The Gift of Fear: And Other Survival Signals that Protect Us from Violence
Gavin de Becker
The Gift of Fear, written by one of the leading national experts on personal safety, threat assessment, and violence prevention was designed to give anyone the tools they need to provide their own threat assessment. In it, de Becker addresses intuition, prediction, how to be in tune with your survival signals, how to understand and evaluate threats, dating hazards, violence in the workplace, stalking, and domestic violence, among many subjects. He uses first-person accounts along with common sense easy to digest advice that can help anyone learn to be their own best protector. This book can also be healing for people currently trying to get out of a toxic or abusive relationship or who recently left a relationship of that nature and is processing the experience.
TRIGGER WARNING: While not overly gratuitous, this book contains many first person accounts of violence including sexual assault, homicide, and domestic violence.

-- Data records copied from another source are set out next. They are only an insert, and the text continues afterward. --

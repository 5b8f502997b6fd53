use crate::config::LlmConfig;
use crate::http::browser_headers;
use crate::listing::ListingData;
use base64::{Engine, engine::general_purpose::STANDARD as BASE64};
use reqwest::{Client, header::CONTENT_TYPE};
use serde::{Deserialize, Serialize};
use thiserror::Error;
use tracing::{debug, warn};

const MAX_IMAGE_BYTES: usize = 4 * 1024 * 1024;
const DEFAULT_IMAGE_MIME: &str = "image/jpeg";

#[derive(Debug, Error)]
pub enum LlmError {
    #[error("Model API key is not configured")]
    MissingApiKey,
    #[error("Model request failed: {0}")]
    Http(String),
    #[error("Model API error: HTTP {0}")]
    Status(u16),
    #[error("Model returned an unreadable response: {0}")]
    InvalidResponse(String),
    #[error("No analysis returned from the model")]
    NoAnalysis,
}

/// An image attached inline to the request.
#[derive(Debug, Clone, PartialEq, Eq)]
pub struct InlineImage {
    pub mime_type: String,
    pub data: String,
}

pub struct LlmClient {
    http: Client,
    config: LlmConfig,
}

impl LlmClient {
    pub fn new(http: Client, config: LlmConfig) -> Self {
        Self { http, config }
    }

    pub fn model(&self) -> &str {
        &self.config.model
    }

    /// Sends `prompt` for `listing`, attaching its cover photo when one can be
    /// downloaded. Returns the model's raw reply text.
    pub async fn analyze(&self, prompt: &str, listing: &ListingData) -> Result<String, LlmError> {
        if self.config.api_key.trim().is_empty() {
            return Err(LlmError::MissingApiKey);
        }
        let image = match listing.cover_image() {
            Some(url) => self.fetch_inline_image(url).await,
            None => None,
        };
        self.generate(prompt, image).await
    }

    pub async fn generate(
        &self,
        prompt: &str,
        image: Option<InlineImage>,
    ) -> Result<String, LlmError> {
        let api_key = self.config.api_key.trim();
        if api_key.is_empty() {
            return Err(LlmError::MissingApiKey);
        }

        let mut parts = vec![Part::Text {
            text: prompt.to_string(),
        }];
        let has_image = image.is_some();
        if let Some(image) = image {
            parts.push(Part::InlineData {
                inline_data: InlineData {
                    mime_type: image.mime_type,
                    data: image.data,
                },
            });
        }

        let body = GenerateRequest {
            contents: vec![Content { parts }],
            generation_config: GenerationConfig {
                temperature: self.config.temperature,
                max_output_tokens: self.config.max_output_tokens,
            },
        };

        let endpoint = format!(
            "{}/models/{}:generateContent",
            self.config.api_base.trim_end_matches('/'),
            self.config.model
        );
        debug!(target = "dealscope.llm", model = %self.config.model, has_image, "model_request");

        let response = self
            .http
            .post(endpoint)
            .query(&[("key", api_key)])
            .json(&body)
            .send()
            .await
            .map_err(|err| LlmError::Http(err.without_url().to_string()))?;

        let status = response.status();
        if !status.is_success() {
            warn!(target = "dealscope.llm", status = status.as_u16(), "model_http_error");
            return Err(LlmError::Status(status.as_u16()));
        }

        let payload: GenerateResponse = response
            .json()
            .await
            .map_err(|err| LlmError::InvalidResponse(err.without_url().to_string()))?;

        let text = payload
            .candidates
            .into_iter()
            .next()
            .and_then(|candidate| candidate.content)
            .map(|content| {
                content
                    .parts
                    .into_iter()
                    .filter_map(|part| part.text)
                    .collect::<Vec<_>>()
                    .join("")
            })
            .filter(|text| !text.trim().is_empty())
            .ok_or(LlmError::NoAnalysis)?;

        Ok(text)
    }

    /// Best effort: any failure is logged and the analysis continues text-only.
    async fn fetch_inline_image(&self, url: &str) -> Option<InlineImage> {
        match self.download_image(url).await {
            Ok(image) => Some(image),
            Err(reason) => {
                warn!(target = "dealscope.llm", %url, %reason, "cover_image_skipped");
                None
            }
        }
    }

    async fn download_image(&self, url: &str) -> Result<InlineImage, String> {
        let response = self
            .http
            .get(url)
            .headers(browser_headers())
            .send()
            .await
            .map_err(|err| err.to_string())?;
        if !response.status().is_success() {
            return Err(format!("HTTP {}", response.status()));
        }

        let mime_type = response
            .headers()
            .get(CONTENT_TYPE)
            .and_then(|v| v.to_str().ok())
            .and_then(|v| v.split(';').next())
            .map(|v| v.trim().to_ascii_lowercase())
            .filter(|v| !v.is_empty())
            .unwrap_or_else(|| DEFAULT_IMAGE_MIME.to_string());
        if !mime_type.starts_with("image/") {
            return Err(format!("unexpected content type {mime_type}"));
        }

        if let Some(declared) = response.content_length()
            && declared > MAX_IMAGE_BYTES as u64
        {
            return Err(format!("image too large ({declared} bytes declared)"));
        }

        let bytes = response.bytes().await.map_err(|err| err.to_string())?;
        if bytes.is_empty() {
            return Err("empty image body".into());
        }
        if bytes.len() > MAX_IMAGE_BYTES {
            return Err(format!("image too large ({} bytes)", bytes.len()));
        }

        Ok(InlineImage {
            mime_type,
            data: BASE64.encode(&bytes),
        })
    }
}

#[derive(Debug, Serialize)]
struct GenerateRequest {
    contents: Vec<Content>,
    #[serde(rename = "generationConfig")]
    generation_config: GenerationConfig,
}

#[derive(Debug, Serialize)]
struct Content {
    parts: Vec<Part>,
}

#[derive(Debug, Serialize)]
#[serde(untagged)]
enum Part {
    Text { text: String },
    InlineData { inline_data: InlineData },
}

#[derive(Debug, Serialize)]
struct InlineData {
    mime_type: String,
    data: String,
}

#[derive(Debug, Serialize)]
#[serde(rename_all = "camelCase")]
struct GenerationConfig {
    temperature: f32,
    max_output_tokens: u32,
}

#[derive(Debug, Deserialize)]
struct GenerateResponse {
    #[serde(default)]
    candidates: Vec<Candidate>,
}

#[derive(Debug, Deserialize)]
struct Candidate {
    #[serde(default)]
    content: Option<CandidateContent>,
}

#[derive(Debug, Deserialize)]
struct CandidateContent {
    #[serde(default)]
    parts: Vec<ResponsePart>,
}

#[derive(Debug, Deserialize)]
struct ResponsePart {
    #[serde(default)]
    text: Option<String>,
}
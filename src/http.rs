use crate::config::HttpConfig;
use reqwest::{
    Client,
    header::{ACCEPT, ACCEPT_LANGUAGE, HeaderMap, HeaderValue, USER_AGENT},
};
use std::time::Duration;

pub const BROWSER_USER_AGENT: &str = "Mozilla/5.0 (Windows NT 10.0; Win64; x64) AppleWebKit/537.36 (KHTML, like Gecko) Chrome/120.0.0.0 Safari/537.36";

pub fn build_client(config: &HttpConfig) -> Client {
    Client::builder()
        .timeout(Duration::from_secs(config.timeout_secs))
        .connect_timeout(Duration::from_secs(config.connect_timeout_secs))
        .build()
        .unwrap_or_else(|_| Client::new())
}

/// Desktop-browser header set sent with listing and image requests.
///
/// Only deters the most trivial bot filtering.
pub fn browser_headers() -> HeaderMap {
    let mut headers = HeaderMap::new();
    headers.insert(USER_AGENT, HeaderValue::from_static(BROWSER_USER_AGENT));
    headers.insert(
        ACCEPT,
        HeaderValue::from_static(
            "text/html,application/xhtml+xml,application/xml;q=0.9,image/avif,image/webp,*/*;q=0.8",
        ),
    );
    headers.insert(
        ACCEPT_LANGUAGE,
        HeaderValue::from_static("en-US,en;q=0.9"),
    );
    headers
}
pub mod extract;
pub mod fetch;
pub mod models;

pub use fetch::{FetchError, ListingFetcher};
pub use models::ListingData;
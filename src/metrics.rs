use ::metrics::{counter, describe_counter, describe_histogram, histogram};
use tracing::trace;

pub const REQUESTS_TOTAL: &str = "dealscope_requests_total";
pub const STAGE_ELAPSED_MS: &str = "dealscope_stage_elapsed_ms";
pub const STAGE_FAILURES_TOTAL: &str = "dealscope_stage_failures_total";
pub const RATINGS_TOTAL: &str = "dealscope_ratings_total";

/// Registers help text with whichever recorder is installed.
pub fn describe() {
    describe_counter!(REQUESTS_TOTAL, "Requests received, by route");
    describe_histogram!(STAGE_ELAPSED_MS, "Pipeline stage duration in milliseconds");
    describe_counter!(STAGE_FAILURES_TOTAL, "Pipeline stages that ended in an error");
    describe_counter!(RATINGS_TOTAL, "Ratings returned, by value");
}

pub fn inc_requests(route: &'static str) {
    counter!(REQUESTS_TOTAL, "route" => route).increment(1);
    trace!(target = "dealscope.metrics", route, "requests_total_inc");
}

pub fn stage_elapsed(stage: &'static str, elapsed_ms: u128) {
    histogram!(STAGE_ELAPSED_MS, "stage" => stage).record(elapsed_ms as f64);
}

pub fn stage_failed(stage: &'static str) {
    counter!(STAGE_FAILURES_TOTAL, "stage" => stage).increment(1);
    trace!(target = "dealscope.metrics", stage, "stage_failures_total_inc");
}

pub fn rating_observed(rating: u8) {
    counter!(RATINGS_TOTAL, "rating" => rating.to_string()).increment(1);
}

Charm: “Think of charm as a verb, not a trait.”
Too Many Details: “When people are telling the truth, they don’t feel doubted, so they don’t feel the need for additional support in the form of details.”
Disrespecting Your No: “’No’ is a word that must never be negotiated, because the person who chooses not to hear it is trying to control you… I encourage people to remember that ‘no’ is a complete sentence."
Shutting down unwanted contact: “If you tell someone ten times that you don’t want to talk to him, you are talking to him — nine more times than you wanted to. If you call him back after he leaves twenty messages, you simply teach him that the cost of getting a call back is twenty messages."
Interpersonal Violence: “Being beaten by a ‘loved one’ sets up a conflict between two instincts that should never compete: the instinct to stay in a secure environment (the family) and the instinct to flee a dangerous environment."